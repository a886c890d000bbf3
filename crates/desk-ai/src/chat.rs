//! AI study-buddy conversation.

use std::sync::atomic::{AtomicBool, Ordering};
use std::sync::{Mutex, MutexGuard, PoisonError};

use desk_core::entities::ChatMessage;

use crate::fail_soft::FailSoft;
use crate::generator::TextGenerator;
use crate::pending::PendingGuard;

/// System instruction sent with every chat turn.
pub const STUDY_BUDDY_INSTRUCTION: &str = "You are a friendly and knowledgeable university study buddy. \
Explain complex topics simply, provide helpful examples, and always encourage the student. \
Keep your responses concise and well-formatted.";

/// Result of [`ChatSession::send`].
#[derive(Debug, Clone, PartialEq, Eq)]
pub enum SendOutcome {
    /// The text was empty or whitespace; nothing happened.
    Empty,
    /// Another send is in flight; nothing happened.
    Busy,
    /// A user turn and this model turn were appended.
    Replied(ChatMessage),
}

/// Append-only conversation log with a single in-flight request.
///
/// `send` takes `&self`, so one session can be shared between tasks; a send
/// that arrives while another is pending is rejected with
/// [`SendOutcome::Busy`].
#[derive(Debug)]
pub struct ChatSession<G> {
    generator: FailSoft<G>,
    log: Mutex<Vec<ChatMessage>>,
    pending: AtomicBool,
}

impl<G: TextGenerator> ChatSession<G> {
    pub const fn new(generator: FailSoft<G>) -> Self {
        Self {
            generator,
            log: Mutex::new(Vec::new()),
            pending: AtomicBool::new(false),
        }
    }

    /// Send one user message and wait for the model's reply.
    pub async fn send(&self, text: &str) -> SendOutcome {
        if text.trim().is_empty() {
            return SendOutcome::Empty;
        }
        let Some(_pending) = PendingGuard::acquire(&self.pending) else {
            tracing::debug!("chat request already pending, send rejected");
            return SendOutcome::Busy;
        };

        self.lock_log().push(ChatMessage::user(text));

        let reply = self
            .generator
            .generate(text, Some(STUDY_BUDDY_INSTRUCTION))
            .await;
        let message = ChatMessage::model(reply);
        self.lock_log().push(message.clone());

        SendOutcome::Replied(message)
    }

    /// Snapshot of the conversation so far, oldest first.
    pub fn messages(&self) -> Vec<ChatMessage> {
        self.lock_log().clone()
    }

    pub fn len(&self) -> usize {
        self.lock_log().len()
    }

    pub fn is_empty(&self) -> bool {
        self.lock_log().is_empty()
    }

    /// Whether a reply is being waited on.
    pub fn is_pending(&self) -> bool {
        self.pending.load(Ordering::Acquire)
    }

    fn lock_log(&self) -> MutexGuard<'_, Vec<ChatMessage>> {
        self.log.lock().unwrap_or_else(PoisonError::into_inner)
    }
}

#[cfg(test)]
mod tests {
    use std::sync::atomic::AtomicUsize;

    use desk_core::enums::Role;

    use super::*;
    use crate::error::GenerationError;

    #[derive(Default)]
    struct Counting {
        calls: AtomicUsize,
    }

    impl TextGenerator for Counting {
        async fn generate(
            &self,
            prompt: &str,
            system_instruction: Option<&str>,
        ) -> Result<String, GenerationError> {
            self.calls.fetch_add(1, Ordering::SeqCst);
            assert_eq!(system_instruction, Some(STUDY_BUDDY_INSTRUCTION));
            Ok(format!("answer to {prompt}"))
        }
    }

    #[tokio::test]
    async fn send_appends_user_then_model_turn() {
        let session = ChatSession::new(FailSoft::new(Counting::default()));
        let outcome = session.send("What is a monad?").await;

        assert_eq!(
            outcome,
            SendOutcome::Replied(ChatMessage::model("answer to What is a monad?"))
        );
        let log = session.messages();
        assert_eq!(log.len(), 2);
        assert_eq!(log[0].role, Role::User);
        assert_eq!(log[0].text, "What is a monad?");
        assert_eq!(log[1].role, Role::Model);
        assert!(!session.is_pending());
    }

    #[tokio::test]
    async fn blank_text_is_ignored() {
        let session = ChatSession::new(FailSoft::new(Counting::default()));
        assert_eq!(session.send("").await, SendOutcome::Empty);
        assert_eq!(session.send("  \n\t").await, SendOutcome::Empty);
        assert!(session.is_empty());
        assert_eq!(session.generator.inner().calls.load(Ordering::SeqCst), 0);
    }
}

★ ★ ★

[TASK ITEM] With nothing left out, output the whole listing exactly.

[TASK OUTPUT]
repository a886c890d000bbf3
filename crates/desk-ai/src/chat.rs
//! AI study-buddy conversation.

use std::sync::atomic::{AtomicBool, Ordering};
use std::sync::{Mutex, MutexGuard, PoisonError};

use desk_core::entities::ChatMessage;

use crate::fail_soft::FailSoft;
use crate::generator::TextGenerator;
use crate::pending::PendingGuard;

/// System instruction sent with every chat turn.
pub const STUDY_BUDDY_INSTRUCTION: &str = "You are a friendly and knowledgeable university study buddy. \
Explain complex topics simply, provide helpful examples, and always encourage the student. \
Keep your responses concise and well-formatted.";

/// Result of [`ChatSession::send`].
#[derive(Debug, Clone, PartialEq, Eq)]
pub enum SendOutcome {
    /// The text was empty or whitespace; nothing happened.
    Empty,
    /// Another send is in flight; nothing happened.
    Busy,
    /// A user turn and this model turn were appended.
    Replied(ChatMessage),
}

/// Append-only conversation log with a single in-flight request.
///
/// `send` takes `&self`, so one session can be shared between tasks; a send
/// that arrives while another is pending is rejected with
/// [`SendOutcome::Busy`].
#[derive(Debug)]
pub struct ChatSession<G> {
    generator: FailSoft<G>,
    log: Mutex<Vec<ChatMessage>>,
    pending: AtomicBool,
}

impl<G: TextGenerator> ChatSession<G> {
    pub const fn new(generator: FailSoft<G>) -> Self {
        Self {
            generator,
            log: Mutex::new(Vec::new()),
            pending: AtomicBool::new(false),
        }
    }

    /// Send one user message and wait for the model's reply.
    pub async fn send(&self, text: &str) -> SendOutcome {
        if text.trim().is_empty() {
            return SendOutcome::Empty;
        }
        let Some(_pending) = PendingGuard::acquire(&self.pending) else {
            tracing::debug!("chat request already pending, send rejected");
            return SendOutcome::Busy;
        };

        self.lock_log().push(ChatMessage::user(text));

        let reply = self
            .generator
            .generate(text, Some(STUDY_BUDDY_INSTRUCTION))
            .await;
        let message = ChatMessage::model(reply);
        self.lock_log().push(message.clone());

        SendOutcome::Replied(message)
    }

    /// Snapshot of the conversation so far, oldest first.
    pub fn messages(&self) -> Vec<ChatMessage> {
        self.lock_log().clone()
    }

    pub fn len(&self) -> usize {
        self.lock_log().len()
    }

    pub fn is_empty(&self) -> bool {
        self.lock_log().is_empty()
    }

    /// Whether a reply is being waited on.
    pub fn is_pending(&self) -> bool {
        self.pending.load(Ordering::Acquire)
    }

    fn lock_log(&self) -> MutexGuard<'_, Vec<ChatMessage>> {
        self.log.lock().unwrap_or_else(PoisonError::into_inner)
    }
}

#[cfg(test)]
mod tests {
    use std::sync::atomic::AtomicUsize;

    use desk_core::enums::Role;

    use super::*;
    use crate::error::GenerationError;

    #[derive(Default)]
    struct Counting {
        calls: AtomicUsize,
    }

    impl TextGenerator for Counting {
        async fn generate(
            &self,
            prompt: &str,
            system_instruction: Option<&str>,
        ) -> Result<String, GenerationError> {
            self.calls.fetch_add(1, Ordering::SeqCst);
            assert_eq!(system_instruction, Some(STUDY_BUDDY_INSTRUCTION));
            Ok(format!("answer to {prompt}"))
        }
    }

    #[tokio::test]
    async fn send_appends_user_then_model_turn() {
        let session = ChatSession::new(FailSoft::new(Counting::default()));
        let outcome = session.send("What is a monad?").await;

        assert_eq!(
            outcome,
            SendOutcome::Replied(ChatMessage::model("answer to What is a monad?"))
        );
        let log = session.messages();
        assert_eq!(log.len(), 2);
        assert_eq!(log[0].role, Role::User);
        assert_eq!(log[0].text, "What is a monad?");
        assert_eq!(log[1].role, Role::Model);
        assert!(!session.is_pending());
    }

    #[tokio::test]
    async fn blank_text_is_ignored() {
        let session = ChatSession::new(FailSoft::new(Counting::default()));
        assert_eq!(session.send("").await, SendOutcome::Empty);
        assert_eq!(session.send("  \n\t").await, SendOutcome::Empty);
        assert!(session.is_empty());
        assert_eq!(session.generator.inner().calls.load(Ordering::SeqCst), 0);
    }
}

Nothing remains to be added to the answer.